### Problem
Work through the data line by line, gathering every line that has the word "failed".

[Collected data entries]
· · · · · · ·
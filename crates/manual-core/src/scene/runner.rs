use super::{Scene, SceneKind};
use crate::constants::WASH_COLOR;
use crate::effects::{ghost_alpha, trail_length, EffectProfile, Effects};
use crate::error::Result;
use crate::exposure::ExposureState;
use crate::paint::{BlendMode, Color, Painter, Rect, Viewport};
use crate::sprite::{AnimatedSprite, SpriteSheet};

pub const RUNNER_FPS: f64 = 12.0;
pub const RUNNER_SCALE: f32 = 2.4;
pub const RUNNER_SPEED: f32 = 140.0; // px/s before pixel ratio
const WRAP_MARGIN: f32 = 20.0;

const BACKGROUND: Color = Color::hex(0x0c121a);
const SKYLINE_NEAR: Color = Color::hex(0x0f1a24);
const SKYLINE_FAR: Color = Color::hex(0x0e1620);
const GROUND: Color = Color::hex(0x0a1016);
const HORIZON: Color = Color::hex(0x101a24);

/// A sprite running left to right across a city street, wrapping around.
pub struct RunnerScene {
    sprite: AnimatedSprite,
    viewport: Viewport,
    x: f32,
    y: f32,
    elapsed: f64,
}

impl RunnerScene {
    pub fn new(sheet: SpriteSheet, viewport: Viewport) -> Result<Self> {
        let sprite = AnimatedSprite::new(sheet, RUNNER_FPS, RUNNER_SCALE)?;
        let mut scene = Self {
            sprite,
            viewport,
            x: 0.0,
            y: 0.0,
            elapsed: 0.0,
        };
        scene.place_on_ground();
        Ok(scene)
    }

    pub fn sprite(&self) -> &AnimatedSprite {
        &self.sprite
    }

    pub fn viewport(&self) -> Viewport {
        self.viewport
    }

    /// Top-left of the newest sprite copy.
    pub fn position(&self) -> (f32, f32) {
        (self.x, self.y)
    }

    fn place_on_ground(&mut self) {
        let (_, fh) = self.sprite.scaled_size();
        self.y = self.viewport.height * 0.6 - fh;
    }

    fn draw_skyline(&self, painter: &mut dyn Painter) {
        let (w, h) = (self.viewport.width, self.viewport.height);
        for i in 0..12 {
            let dy = (i % 3) as f32 * 6.0;
            painter.fill_rect(
                Rect::new(i as f32 * w / 12.0, h * 0.35 + dy, w / 18.0, h * 0.4),
                SKYLINE_NEAR,
            );
        }
        for i in 0..10 {
            let dy = (i % 2) as f32 * 4.0;
            painter.fill_rect(
                Rect::new(i as f32 * w / 10.0 + 15.0, h * 0.42 + dy, w / 20.0, h * 0.35),
                SKYLINE_FAR,
            );
        }
    }

    // Back to front: the oldest, faintest copy first.
    fn draw_ghosts(
        &self,
        painter: &mut dyn Painter,
        fx: &Effects,
        exposure: &ExposureState,
    ) -> Result<()> {
        let profile = EffectProfile::RUNNER;
        let n = fx.motion_samples.max(1);
        let trail = trail_length(RUNNER_SPEED as f64, exposure.shutter_seconds()) as f32;
        for i in (0..n).rev() {
            let t = i as f32 / n as f32;
            let x = self.x - trail * t * self.viewport.pixel_ratio;
            painter.set_alpha(ghost_alpha(
                t,
                profile.ghost_alpha_base,
                profile.ghost_alpha_span,
            ));
            self.sprite.draw(painter, x, self.y)?;
        }
        Ok(())
    }
}

impl Scene for RunnerScene {
    fn kind(&self) -> SceneKind {
        SceneKind::Runner
    }

    fn resize(&mut self, viewport: Viewport) {
        self.viewport = viewport;
        self.place_on_ground();
    }

    fn update(&mut self, dt: f64) {
        if !self.sprite.is_playing() {
            return;
        }
        self.elapsed += dt;
        self.sprite.update(dt);
        self.place_on_ground();
        self.x += RUNNER_SPEED * dt as f32 * self.viewport.pixel_ratio;
        let (fw, _) = self.sprite.scaled_size();
        if self.x > self.viewport.width + WRAP_MARGIN {
            self.x = -fw - WRAP_MARGIN;
        }
    }

    fn render(&self, painter: &mut dyn Painter, exposure: &ExposureState) -> Result<()> {
        let fx = Effects::derive(exposure, &EffectProfile::RUNNER);
        let (w, h) = (self.viewport.width, self.viewport.height);

        painter.fill_rect(Rect::new(0.0, 0.0, w, h), BACKGROUND);
        painter.save();
        painter.set_blur(fx.blur_px);
        self.draw_skyline(painter);
        painter.restore();

        if fx.wash_alpha > 0.0 {
            painter.save();
            painter.set_blend(BlendMode::Additive);
            painter.set_alpha(fx.wash_alpha);
            painter.fill_rect(Rect::new(0.0, 0.0, w, h), WASH_COLOR);
            painter.restore();
        }

        painter.fill_rect(Rect::new(0.0, h * 0.7, w, h * 0.3), GROUND);
        painter.fill_rect(Rect::new(0.0, h * 0.68, w, 3.0), HORIZON);

        painter.save();
        let ghosts = self.draw_ghosts(painter, &fx, exposure);
        painter.restore();
        ghosts
    }

    fn play(&mut self) {
        self.sprite.play();
    }

    fn pause(&mut self) {
        self.sprite.pause();
    }

    fn is_playing(&self) -> bool {
        self.sprite.is_playing()
    }

    fn elapsed(&self) -> f64 {
        self.elapsed
    }
}
use crate::scene::SceneKind;
use thiserror::Error;

/// Failures surfaced by the camera core.
///
/// Out-of-domain numeric input (shutter, aperture, ISO, dial positions) is not
/// an error anywhere in the crate: it is clamped.
#[derive(Debug, Error)]
pub enum CameraError {
    #[error("invalid dial range: need 0 < min < max, got min={min} max={max}")]
    InvalidRange { min: f64, max: f64 },
    #[error("invalid frame grid: {0}")]
    InvalidGrid(String),
    #[error("missing resource: {0}")]
    MissingResource(String),
    #[error("scene '{0}' is unavailable")]
    SceneUnavailable(SceneKind),
    #[error("paint failed: {0}")]
    Paint(String),
    #[error("shutter sound failed: {0}")]
    Audio(String),
}

pub type Result<T, E = CameraError> = std::result::Result<T, E>;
· · · · · · ·
### Worked solution
    #[error("paint failed: {0}")]
    #[error("shutter sound failed: {0}")]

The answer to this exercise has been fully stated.